Per sei mesi ti abbiamo aspettato. Dopo aver lungamente sperato… Dal pubblico in sala, si ode in boato: “La spada non è più nella roccia; Re d’Inghilterra, Re d’Inghilterra!” Da quel giorno, egli fu nominato.  Al supermercato, non ci è più andato. Di un arancione profondo come il mare, questo è lo strale. Che sacro pugnale! L’arma finale. Dritta e la carota, stretta e la scia. Credo che meglio, non ve ne sia? Lo credevo… Il problema di chi percorre una strada verticalmente conica che dovrebbe condurre all’eccellenza, è non soltanto il rischio d’incontrare ostacoli, buche profonde, deviazioni o tronchi caduti sul suo cammino. Bensì l’ascia affilata di quegli altri boscaioli, che lungi dal rimanere in attesa ai margini della situazione, faranno il possibile affinché alla fin della fiera, possa essere la LORO visione, il LORO trionfo a soverchiare ogni altro pretendente nei confronti di un trofeo orribilmente ambìto. Quello del miglior coltivatore di allotment (termine che significa letteralmente “appezzamento di terra”) ad aver dimostrato un sincero e duraturo interesse nei confronti della Daucus carota, pianta delle ombrellifere che abbiamo associato a tal punto all’utilizzo tipico nelle nostre cucine, che ormai nell’immaginario corrisponde essenzialmente a una sola cosa: il fittone centrale, ovvero la possente radice dal colore intenso, il cui sapore dolciastro appassiona uomini, donne, conigli e bambini. Niente fusto, fiore o frutto spinoso. Lasciando la percezione vaga di un qualche tipo di fronda verdognola, a cui il contadino dovrebbe idealmente attaccarsi e tirare, tirare una volta giunto il momento predestinato. Purché si tratti, in effetti, di un agricoltore per professione.

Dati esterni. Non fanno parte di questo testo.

//! RIDE frame codec implementation using tokio-util.
//!
//! Every RIDE message travels in a binary envelope:
//!
//! ```text
//! +----------------------+------------+-----------------+
//! | length (u32, BE)     | magic tag  | UTF-8 payload   |
//! +----------------------+------------+-----------------+
//!   4 bytes                4 bytes      length - 8 bytes
//! ```
//!
//! The length counts the whole envelope including itself, so a frame with an
//! empty payload declares a length of 8. There is no checksum.

use bytes::{Buf, BufMut, BytesMut};
use tokio_util::codec::{Decoder, Encoder};

use crate::error::TransportError;

/// Magic tag used by the interpreter.
pub const RIDE_MAGIC: [u8; 4] = *b"RIDE";

/// Size of the length field plus the magic tag.
pub const HEADER_LEN: usize = 8;

/// Default maximum frame size (16 MB).
const DEFAULT_MAX_FRAME_SIZE: usize = 16 * 1024 * 1024;

/// Codec for encoding and decoding RIDE frames.
#[derive(Debug, Clone)]
pub struct FrameCodec {
    magic: [u8; 4],
    max_frame_size: usize,
}

impl FrameCodec {
    pub fn new() -> Self {
        Self {
            magic: RIDE_MAGIC,
            max_frame_size: DEFAULT_MAX_FRAME_SIZE,
        }
    }

    /// Create a codec that rejects frames larger than `max_frame_size` bytes.
    pub fn with_max_size(max_frame_size: usize) -> Self {
        Self {
            max_frame_size,
            ..Self::new()
        }
    }

    pub fn magic(&self) -> [u8; 4] {
        self.magic
    }
}

impl Default for FrameCodec {
    fn default() -> Self {
        Self::new()
    }
}

impl Decoder for FrameCodec {
    type Item = String;
    type Error = TransportError;

    fn decode(&mut self, src: &mut BytesMut) -> Result<Option<Self::Item>, Self::Error> {
        if src.len() < HEADER_LEN {
            return Ok(None);
        }

        let declared = u32::from_be_bytes([src[0], src[1], src[2], src[3]]);
        let total = declared as usize;
        if total < HEADER_LEN {
            return Err(TransportError::BadLength(declared));
        }
        if total > self.max_frame_size {
            return Err(TransportError::FrameTooLarge {
                size: total,
                max: self.max_frame_size,
            });
        }

        let found = [src[4], src[5], src[6], src[7]];
        if found != self.magic {
            return Err(TransportError::BadMagic {
                found,
                expected: self.magic,
            });
        }

        if src.len() < total {
            src.reserve(total - src.len());
            return Ok(None);
        }

        let mut frame = src.split_to(total);
        frame.advance(HEADER_LEN);
        let payload = std::str::from_utf8(&frame).map_err(TransportError::InvalidUtf8)?;
        Ok(Some(payload.to_string()))
    }
}

impl Encoder<&str> for FrameCodec {
    type Error = TransportError;

    fn encode(&mut self, item: &str, dst: &mut BytesMut) -> Result<(), Self::Error> {
        let total = HEADER_LEN + item.len();
        if total > self.max_frame_size {
            return Err(TransportError::FrameTooLarge {
                size: total,
                max: self.max_frame_size,
            });
        }
        let declared = u32::try_from(total).map_err(|_| TransportError::FrameTooLarge {
            size: total,
            max: u32::MAX as usize,
        })?;

        dst.reserve(total);
        dst.put_u32(declared);
        dst.put_slice(&self.magic);
        dst.put_slice(item.as_bytes());
        Ok(())
    }
}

E sarebbe ben difficile approfondire la storia personale dell’autore e protagonista inglese del canale YouTube Allotment Diary, che senza pubblicizzare eccessivamente il suo vero nome, risulta titolare anche di un sito e una pagina Facebook sullo stesso tema. Il minimo indispensabile, insomma, affinché possa dirsi di lui che stia conducendo un’opera divulgativa, sui metodi migliori e le notevoli soddisfazioni che possiamo aspirare ad ottenere coltivando alcune delle più notevoli qualità nascoste della natura. Chi avrebbe mai pensato, ad esempio, che la succitata radice gastronomicamente rilevante potesse raggiungere la lunghezza di una tipica longsword medievale, impugnata in battaglia dai più celebri cavalieri della tavola rotonda? E con risultati altrettanto lodevoli per quanto riguarda l’alimentazione, sopratutto contro l’invecchiamento della pelle, le malattie del fegato, il cancro, le carenze d’emoglobina, le discontinuità della diuresi o quelle di natura intestinale. Così a tal punto viene generalmente lodata la straordinaria gamma di effetti positivi di una tale pietanza, che nella sua versione sovradimensionata verrebbe da credere di essere davanti a una sorta di alchemica panacea, una cura di tutti i mali corrispondente all’erba di mandragora, espressione antropomorfa dei misteri sotterranei della vegetazione.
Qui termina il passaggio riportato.